Ines: Since we are in January, I must ask - how was the last year for you? What are you especially proud of? 

Katrin: It was indeed a very successful year for us. We have partnerships with pharmacists and pharmaceutical wholesales, we were sold out twice and have returning customers. We were also very lucky to have received the International V-label Award and got the aws seed funding, which is very important for our next steps. Finally, we got some press coverage which helped us a lot in promotion and advertisement of our product. 

Ines: With such an amazing year behind you, what are your expectations for 2024?

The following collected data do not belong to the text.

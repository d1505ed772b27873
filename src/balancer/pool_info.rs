use crate::{
    balancer::{
        asset_helpers::{AssetHelpers, NATIVE_ASSET, TokenColumns},
        scaling_helper::{compute_scaling_factor, upscale_array},
        snapshot::{PoolSnapshot, PoolType, TokenSnapshot},
    },
    config::{ParseOptions, PrecisionConfig},
    errors::{PoolScaleError, Result},
    math::{fixed_point::FixedPoint, units::parse_fixed},
};
use alloy_primitives::{Address, U256};
use itertools::Itertools;
use serde::Serialize;

/// A pool snapshot normalized into the exact integers the vault computes with.
///
/// Every per-token column is index-aligned with `tokens`. Integers serialize
/// as base-10 numeral strings.
#[derive(Debug, Clone, PartialEq, Eq, Serialize)]
#[serde(rename_all = "camelCase")]
pub struct ParsedPoolInfo {
    pub pool_type: PoolType,
    pub address: Address,
    pub tokens: Vec<Address>,
    pub decimals: Vec<u8>,
    /// Raw balances in each token's native decimals.
    #[serde(serialize_with = "decimal_strings::many")]
    pub balances: Vec<U256>,
    #[serde(serialize_with = "decimal_strings::many")]
    pub weights: Vec<U256>,
    #[serde(serialize_with = "decimal_strings::many")]
    pub price_rates: Vec<U256>,
    /// Balances lifted to the common precision, rates included.
    #[serde(serialize_with = "decimal_strings::many")]
    pub upscaled_balances: Vec<U256>,
    #[serde(serialize_with = "decimal_strings::many")]
    pub scaling_factors: Vec<U256>,
    /// Amplification parameter at `precision.amp_decimals` (3 by default).
    #[serde(serialize_with = "decimal_strings::optional")]
    pub amp: Option<U256>,
    #[serde(serialize_with = "decimal_strings::one")]
    pub total_shares: U256,
    #[serde(serialize_with = "decimal_strings::one")]
    pub swap_fee: U256,
    /// Position of the pool's own liquidity token among `tokens`.
    pub bpt_index: Option<usize>,
    pub without_bpt: WithoutBpt,
    /// Precision every integer above was produced at.
    pub precision: PrecisionConfig,
}

/// The pool's columns with the BPT entry removed. Identical to the full
/// columns when the pool does not hold its own token.
#[derive(Debug, Clone, Default, PartialEq, Eq, Serialize)]
#[serde(rename_all = "camelCase")]
pub struct WithoutBpt {
    pub tokens: Vec<Address>,
    #[serde(serialize_with = "decimal_strings::many")]
    pub balances: Vec<U256>,
    #[serde(serialize_with = "decimal_strings::many")]
    pub scaling_factors: Vec<U256>,
    #[serde(serialize_with = "decimal_strings::many")]
    pub price_rates: Vec<U256>,
    #[serde(serialize_with = "decimal_strings::many")]
    pub upscaled_balances: Vec<U256>,
}

impl WithoutBpt {
    fn from_columns(columns: &TokenColumns, bpt_index: Option<usize>) -> Self {
        Self {
            tokens: remove_index(&columns.tokens, bpt_index),
            balances: remove_index(&columns.balances, bpt_index),
            scaling_factors: remove_index(&columns.scaling_factors, bpt_index),
            price_rates: remove_index(&columns.price_rates, bpt_index),
            upscaled_balances: remove_index(&columns.upscaled_balances, bpt_index),
        }
    }
}

fn remove_index<T: Clone>(values: &[T], index: Option<usize>) -> Vec<T> {
    values
        .iter()
        .enumerate()
        .filter(|&(i, _)| Some(i) != index)
        .map(|(_, value)| value.clone())
        .collect()
}

impl ParsedPoolInfo {
    pub fn len(&self) -> usize {
        self.tokens.len()
    }

    pub fn is_empty(&self) -> bool {
        self.tokens.is_empty()
    }

    pub fn token_index(&self, token: Address) -> Option<usize> {
        self.tokens.iter().position(|&t| t == token)
    }

    /// Maps an index of `tokens` to the matching index of the `without_bpt`
    /// columns. The BPT itself has no such index.
    pub fn index_without_bpt(&self, index: usize) -> Result<usize> {
        if index >= self.len() {
            return Err(PoolScaleError::InvalidTokenIndex { index, len: self.len() });
        }
        match self.bpt_index {
            Some(bpt) if index == bpt => Err(PoolScaleError::CalculationError(
                "the pool token has no entry without BPT".into(),
            )),
            Some(bpt) if index > bpt => Ok(index - 1),
            _ => Ok(index),
        }
    }

    /// Fixed-point precision of balances, weights, rates and fees.
    pub fn fixed_point(&self) -> Result<FixedPoint> {
        self.precision.fixed_point()
    }

    /// Fixed-point precision of `amp`.
    pub fn amp_fixed_point(&self) -> Result<FixedPoint> {
        self.precision.amp_fixed_point()
    }

    pub fn to_json(&self) -> Result<String> {
        Ok(serde_json::to_string(self)?)
    }
}

/// Parses a pool snapshot into vault integers.
///
/// With `wrapped_native_asset` set, the tokens are sorted into vault order.
/// Unless `unwrap_native_asset` is set, the wrapped native asset's address is
/// replaced by the native asset placeholder first.
pub fn parse_pool_info(
    pool: &PoolSnapshot,
    wrapped_native_asset: Option<Address>,
    unwrap_native_asset: bool,
) -> Result<ParsedPoolInfo> {
    parse_pool_info_with(pool, &ParseOptions::new(wrapped_native_asset, unwrap_native_asset))
}

pub fn parse_pool_info_with(pool: &PoolSnapshot, options: &ParseOptions) -> Result<ParsedPoolInfo> {
    let precision = options.precision.fixed_point()?;
    let amp_precision = options.precision.amp_fixed_point()?;

    let (tokens, decimals, balances, weights, price_rates, scaling_factors): (
        Vec<Address>,
        Vec<u8>,
        Vec<U256>,
        Vec<U256>,
        Vec<U256>,
        Vec<U256>,
    ) = pool
        .tokens
        .iter()
        .map(|token| parse_token(token, options, precision))
        .collect::<Result<Vec<_>>>()?
        .into_iter()
        .multiunzip();
    let upscaled_balances = upscale_array(&balances, &scaling_factors, precision)?;

    let mut columns = TokenColumns {
        tokens,
        decimals,
        scaling_factors,
        balances,
        upscaled_balances,
        weights,
        price_rates,
    };
    if let Some(wrapped) = options.wrapped_native_asset {
        columns = AssetHelpers::new(wrapped).sort_tokens(&columns)?;
    }

    // The vault keeps the amplification parameter at reduced precision
    let amp = pool
        .amp
        .as_deref()
        .map(|amp| parse_field("amp", amp, amp_precision.decimals()))
        .transpose()?;
    let total_shares = parse_field("totalShares", &pool.total_shares, precision.decimals())?;
    let swap_fee = parse_field("swapFee", &pool.swap_fee, precision.decimals())?;

    let bpt_index = columns.tokens.iter().position(|&token| token == pool.address);
    let without_bpt = WithoutBpt::from_columns(&columns, bpt_index);

    tracing::debug!(
        pool_id = %pool.id,
        address = ?pool.address,
        tokens = columns.len(),
        ?bpt_index,
        "Parsed pool info"
    );

    Ok(ParsedPoolInfo {
        pool_type: pool.pool_type.clone(),
        address: pool.address,
        tokens: columns.tokens,
        decimals: columns.decimals,
        balances: columns.balances,
        weights: columns.weights,
        price_rates: columns.price_rates,
        upscaled_balances: columns.upscaled_balances,
        scaling_factors: columns.scaling_factors,
        amp,
        total_shares,
        swap_fee,
        bpt_index,
        without_bpt,
        precision: options.precision,
    })
}

fn parse_token(
    token: &TokenSnapshot,
    options: &ParseOptions,
    precision: FixedPoint,
) -> Result<(Address, u8, U256, U256, U256, U256)> {
    let address = match options.wrapped_native_asset {
        Some(wrapped) if !options.unwrap_native_asset && token.address == wrapped => NATIVE_ASSET,
        _ => token.address,
    };
    let decimals = token.decimals.unwrap_or(precision.decimals());

    let balance = parse_field("balance", &token.balance, decimals)?;
    let weight = token
        .weight
        .as_deref()
        .map(|weight| parse_field("weight", weight, precision.decimals()))
        .transpose()?;
    let price_rate = token
        .price_rate
        .as_deref()
        .map(|rate| parse_field("priceRate", rate, precision.decimals()))
        .transpose()?;
    let scaling_factor = compute_scaling_factor(decimals, price_rate, precision)?;

    Ok((
        address,
        decimals,
        balance,
        weight.unwrap_or(precision.one()),
        price_rate.unwrap_or(precision.one()),
        scaling_factor,
    ))
}

fn parse_field(field: &str, value: &str, decimals: u8) -> Result<U256> {
    parse_fixed(value, decimals).map_err(|err| match err {
        PoolScaleError::MalformedSnapshot(reason) => {
            PoolScaleError::MalformedSnapshot(format!("{field}: {reason}"))
        }
        other => other,
    })
}

mod decimal_strings {
    use alloy_primitives::U256;
    use serde::Serializer;

    pub fn one<S: Serializer>(value: &U256, serializer: S) -> Result<S::Ok, S::Error> {
        serializer.collect_str(value)
    }

    pub fn many<S: Serializer>(values: &[U256], serializer: S) -> Result<S::Ok, S::Error> {
        serializer.collect_seq(values.iter().map(U256::to_string))
    }

    pub fn optional<S: Serializer>(value: &Option<U256>, serializer: S) -> Result<S::Ok, S::Error> {
        match value {
            Some(value) => serializer.collect_str(value),
            None => serializer.serialize_none(),
        }
    }
}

Katrin: We are launching our second product, a bath additive, and I am very excited about that. We already have pre-orders, so we will be able to start selling it soon. We plan to expand not only other Austrian regions, but also to the German market. Finally, we want to continue working on our product portfolio and are looking forward to our first hires.

Ines: In conclusion do you have some advice for women, who want to start their own business?

Katrin: Just go for it, and do not overthink. It simply makes no sense as you cannot imagine the things that are coming. It always turns out differently. So, just do it!